PROBLEM REQUIREMENTS: In the material below, the lines containing the word "fractions" are required; copy each of them.

━━━━━━━━━━━━━━━━━━━━

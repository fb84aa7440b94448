//! Import employees and leaders from a workbook or a pair of CSV files.
//!
//! Workbooks carry two sheets: `Employees` (columns `Name`, `Salary`) and
//! `Leaders` (column `LeaderName`). The CSV form uses the same headers, one
//! file per table. Columns are found by header name in the first row.

use std::fs::File;
use std::io::Read;
use std::path::Path;

use calamine::{Data, Range, Reader};
use serde::Serialize;
use thiserror::Error;
use tracing::{debug, info};

use crate::grouping::Employee;

pub const EMPLOYEES_SHEET: &str = "Employees";
pub const LEADERS_SHEET: &str = "Leaders";
pub const NAME_COLUMN: &str = "Name";
pub const SALARY_COLUMN: &str = "Salary";
pub const LEADER_NAME_COLUMN: &str = "LeaderName";

/// Employees and leaders as read from an import source, ready for validation.
#[derive(Debug, Clone, Default, PartialEq, Eq, Serialize)]
pub struct Roster {
    pub employees: Vec<Employee>,
    pub leaders: Vec<String>,
}

#[derive(Debug, Error)]
pub enum ImportError {
    #[error("failed to read workbook '{path}': {source}")]
    Workbook {
        path: String,
        #[source]
        source: calamine::Error,
    },
    #[error("workbook has no '{0}' sheet")]
    MissingSheet(String),
    #[error("'{table}' has no '{column}' column")]
    MissingColumn { table: String, column: String },
    #[error("{table} row {row}: '{value}' is not a valid {column}")]
    InvalidName {
        table: String,
        row: usize,
        column: String,
        value: String,
    },
    #[error("{table} row {row}: salary '{value}' is not a non-negative number")]
    InvalidSalary {
        table: String,
        row: usize,
        value: String,
    },
    #[error("failed to open '{path}': {source}")]
    Open {
        path: String,
        #[source]
        source: std::io::Error,
    },
    #[error("failed to read '{table}': {source}")]
    Csv {
        table: String,
        #[source]
        source: csv::Error,
    },
}

pub fn import_workbook(path: &Path) -> Result<Roster, ImportError> {
    let workbook_error = |source| ImportError::Workbook {
        path: path.display().to_string(),
        source,
    };
    let mut workbook = calamine::open_workbook_auto(path).map_err(workbook_error)?;
    let names = workbook.sheet_names();
    for required in [EMPLOYEES_SHEET, LEADERS_SHEET] {
        if !names.iter().any(|name| name == required) {
            return Err(ImportError::MissingSheet(required.to_string()));
        }
    }

    let employees = workbook
        .worksheet_range(EMPLOYEES_SHEET)
        .map_err(workbook_error)?;
    let leaders = workbook
        .worksheet_range(LEADERS_SHEET)
        .map_err(workbook_error)?;

    let roster = roster_from_ranges(&employees, &leaders)?;
    info!(
        path = %path.display(),
        employees = roster.employees.len(),
        leaders = roster.leaders.len(),
        "workbook imported"
    );
    Ok(roster)
}

pub fn roster_from_ranges(
    employees: &Range<Data>,
    leaders: &Range<Data>,
) -> Result<Roster, ImportError> {
    Ok(Roster {
        employees: employees_from_range(employees)?,
        leaders: leaders_from_range(leaders)?,
    })
}

fn employees_from_range(range: &Range<Data>) -> Result<Vec<Employee>, ImportError> {
    let mut rows = range.rows();
    let header: Vec<String> = rows.next().unwrap_or_default().iter().map(cell_text).collect();
    let name_col = find_column(&header, EMPLOYEES_SHEET, NAME_COLUMN)?;
    let salary_col = find_column(&header, EMPLOYEES_SHEET, SALARY_COLUMN)?;
    let first_row = range.start().map_or(0, |(row, _)| row as usize) + 1;

    let mut employees = Vec::new();
    for (offset, row) in rows.enumerate() {
        let sheet_row = first_row + offset + 1;
        let name = name_cell(row.get(name_col), EMPLOYEES_SHEET, NAME_COLUMN, sheet_row)?;
        if name.is_empty() {
            debug!(row = sheet_row, "skipping employee row without a name");
            continue;
        }
        let cell = row.get(salary_col).unwrap_or(&Data::Empty);
        let salary = coerce_salary(cell).ok_or_else(|| ImportError::InvalidSalary {
            table: EMPLOYEES_SHEET.to_string(),
            row: sheet_row,
            value: cell_text(cell),
        })?;
        employees.push(Employee::new(name, salary));
    }
    Ok(employees)
}

fn leaders_from_range(range: &Range<Data>) -> Result<Vec<String>, ImportError> {
    let mut rows = range.rows();
    let header: Vec<String> = rows.next().unwrap_or_default().iter().map(cell_text).collect();
    let leader_col = find_column(&header, LEADERS_SHEET, LEADER_NAME_COLUMN)?;
    let first_row = range.start().map_or(0, |(row, _)| row as usize) + 1;

    let mut leaders = Vec::new();
    for (offset, row) in rows.enumerate() {
        let name = name_cell(
            row.get(leader_col),
            LEADERS_SHEET,
            LEADER_NAME_COLUMN,
            first_row + offset + 1,
        )?;
        if !name.is_empty() {
            leaders.push(name);
        }
    }
    Ok(leaders)
}

pub fn import_csv_pair(employees_path: &Path, leaders_path: &Path) -> Result<Roster, ImportError> {
    let open = |path: &Path| {
        File::open(path).map_err(|source| ImportError::Open {
            path: path.display().to_string(),
            source,
        })
    };
    let roster = Roster {
        employees: employees_from_csv(
            open(employees_path)?,
            &employees_path.display().to_string(),
        )?,
        leaders: leaders_from_csv(open(leaders_path)?, &leaders_path.display().to_string())?,
    };
    info!(
        employees = roster.employees.len(),
        leaders = roster.leaders.len(),
        "csv files imported"
    );
    Ok(roster)
}

pub fn employees_from_csv<R: Read>(input: R, table: &str) -> Result<Vec<Employee>, ImportError> {
    let csv_error = |source| ImportError::Csv {
        table: table.to_string(),
        source,
    };
    let mut reader = csv::Reader::from_reader(input);
    let header: Vec<String> = reader
        .headers()
        .map_err(csv_error)?
        .iter()
        .map(|field| field.trim().to_string())
        .collect();
    let name_col = find_column(&header, table, NAME_COLUMN)?;
    let salary_col = find_column(&header, table, SALARY_COLUMN)?;

    let mut employees = Vec::new();
    for (index, record) in reader.records().enumerate() {
        let record = record.map_err(csv_error)?;
        let name = record.get(name_col).unwrap_or("").trim();
        if name.is_empty() {
            continue;
        }
        let raw = record.get(salary_col).unwrap_or("").trim();
        let salary = coerce_salary_text(raw).ok_or_else(|| ImportError::InvalidSalary {
            table: table.to_string(),
            row: index + 2,
            value: raw.to_string(),
        })?;
        employees.push(Employee::new(name, salary));
    }
    Ok(employees)
}

pub fn leaders_from_csv<R: Read>(input: R, table: &str) -> Result<Vec<String>, ImportError> {
    let csv_error = |source| ImportError::Csv {
        table: table.to_string(),
        source,
    };
    let mut reader = csv::Reader::from_reader(input);
    let header: Vec<String> = reader
        .headers()
        .map_err(csv_error)?
        .iter()
        .map(|field| field.trim().to_string())
        .collect();
    let leader_col = find_column(&header, table, LEADER_NAME_COLUMN)?;

    let mut leaders = Vec::new();
    for record in reader.records() {
        let record = record.map_err(csv_error)?;
        let name = record.get(leader_col).unwrap_or("").trim();
        if !name.is_empty() {
            leaders.push(name.to_string());
        }
    }
    Ok(leaders)
}

/// First rows of one sheet, for eyeballing an import file.
#[derive(Debug, Clone, Serialize)]
pub struct SheetPreview {
    pub name: String,
    pub height: usize,
    pub width: usize,
    pub rows: Vec<Vec<String>>,
}

pub fn inspect_workbook(path: &Path, max_rows: usize) -> Result<Vec<SheetPreview>, ImportError> {
    let workbook_error = |source| ImportError::Workbook {
        path: path.display().to_string(),
        source,
    };
    let mut workbook = calamine::open_workbook_auto(path).map_err(workbook_error)?;
    let mut previews = Vec::new();
    for name in workbook.sheet_names() {
        let range = workbook.worksheet_range(&name).map_err(workbook_error)?;
        let (height, width) = range.get_size();
        let rows = range
            .rows()
            .take(max_rows)
            .map(|row| row.iter().map(cell_text).collect())
            .collect();
        previews.push(SheetPreview {
            name,
            height,
            width,
            rows,
        });
    }
    Ok(previews)
}

fn find_column(header: &[String], table: &str, column: &str) -> Result<usize, ImportError> {
    header
        .iter()
        .position(|name| name == column)
        .ok_or_else(|| ImportError::MissingColumn {
            table: table.to_string(),
            column: column.to_string(),
        })
}

/// Display text of a cell: strings trimmed, errors as Excel shows them
/// (`#N/A`), dates as their ISO text or serial number.
fn cell_text(cell: &Data) -> String {
    match cell {
        Data::String(s) => s.trim().to_string(),
        other => other.to_string(),
    }
}

/// Name cells must be text or numbers; dates, durations and errors are rejected.
fn name_cell(
    cell: Option<&Data>,
    table: &str,
    column: &str,
    row: usize,
) -> Result<String, ImportError> {
    match cell {
        None => Ok(String::new()),
        Some(
            cell @ (Data::DateTime(_) | Data::DateTimeIso(_) | Data::DurationIso(_) | Data::Error(_)),
        ) => Err(ImportError::InvalidName {
            table: table.to_string(),
            row,
            column: column.to_string(),
            value: cell_text(cell),
        }),
        Some(cell) => Ok(cell_text(cell)),
    }
}

/// Whole numbers pass through, fractions are truncated toward zero.
fn coerce_salary(cell: &Data) -> Option<u64> {
    match cell {
        Data::Int(i) => u64::try_from(*i).ok(),
        Data::Float(f) => truncate_salary(*f),
        Data::String(s) => coerce_salary_text(s.trim()),
        Data::Bool(b) => Some(u64::from(*b)),
        _ => None,
    }
}

fn coerce_salary_text(raw: &str) -> Option<u64> {
    if let Ok(value) = raw.parse::<u64>() {
        return Some(value);
    }
    raw.parse::<f64>().ok().and_then(truncate_salary)
}

/// Rejects any negative input, including fractions that would truncate to zero.
fn truncate_salary(value: f64) -> Option<u64> {
    if !value.is_finite() || value < 0.0 {
        return None;
    }
    let truncated = value.trunc();
    (truncated <= u64::MAX as f64).then_some(truncated as u64)
}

━━━━━━━━━━━━━━━━━━━━

FINISHED EXERCISE:
/// Whole numbers pass through, fractions are truncated toward zero.
/// Rejects any negative input, including fractions that would truncate to zero.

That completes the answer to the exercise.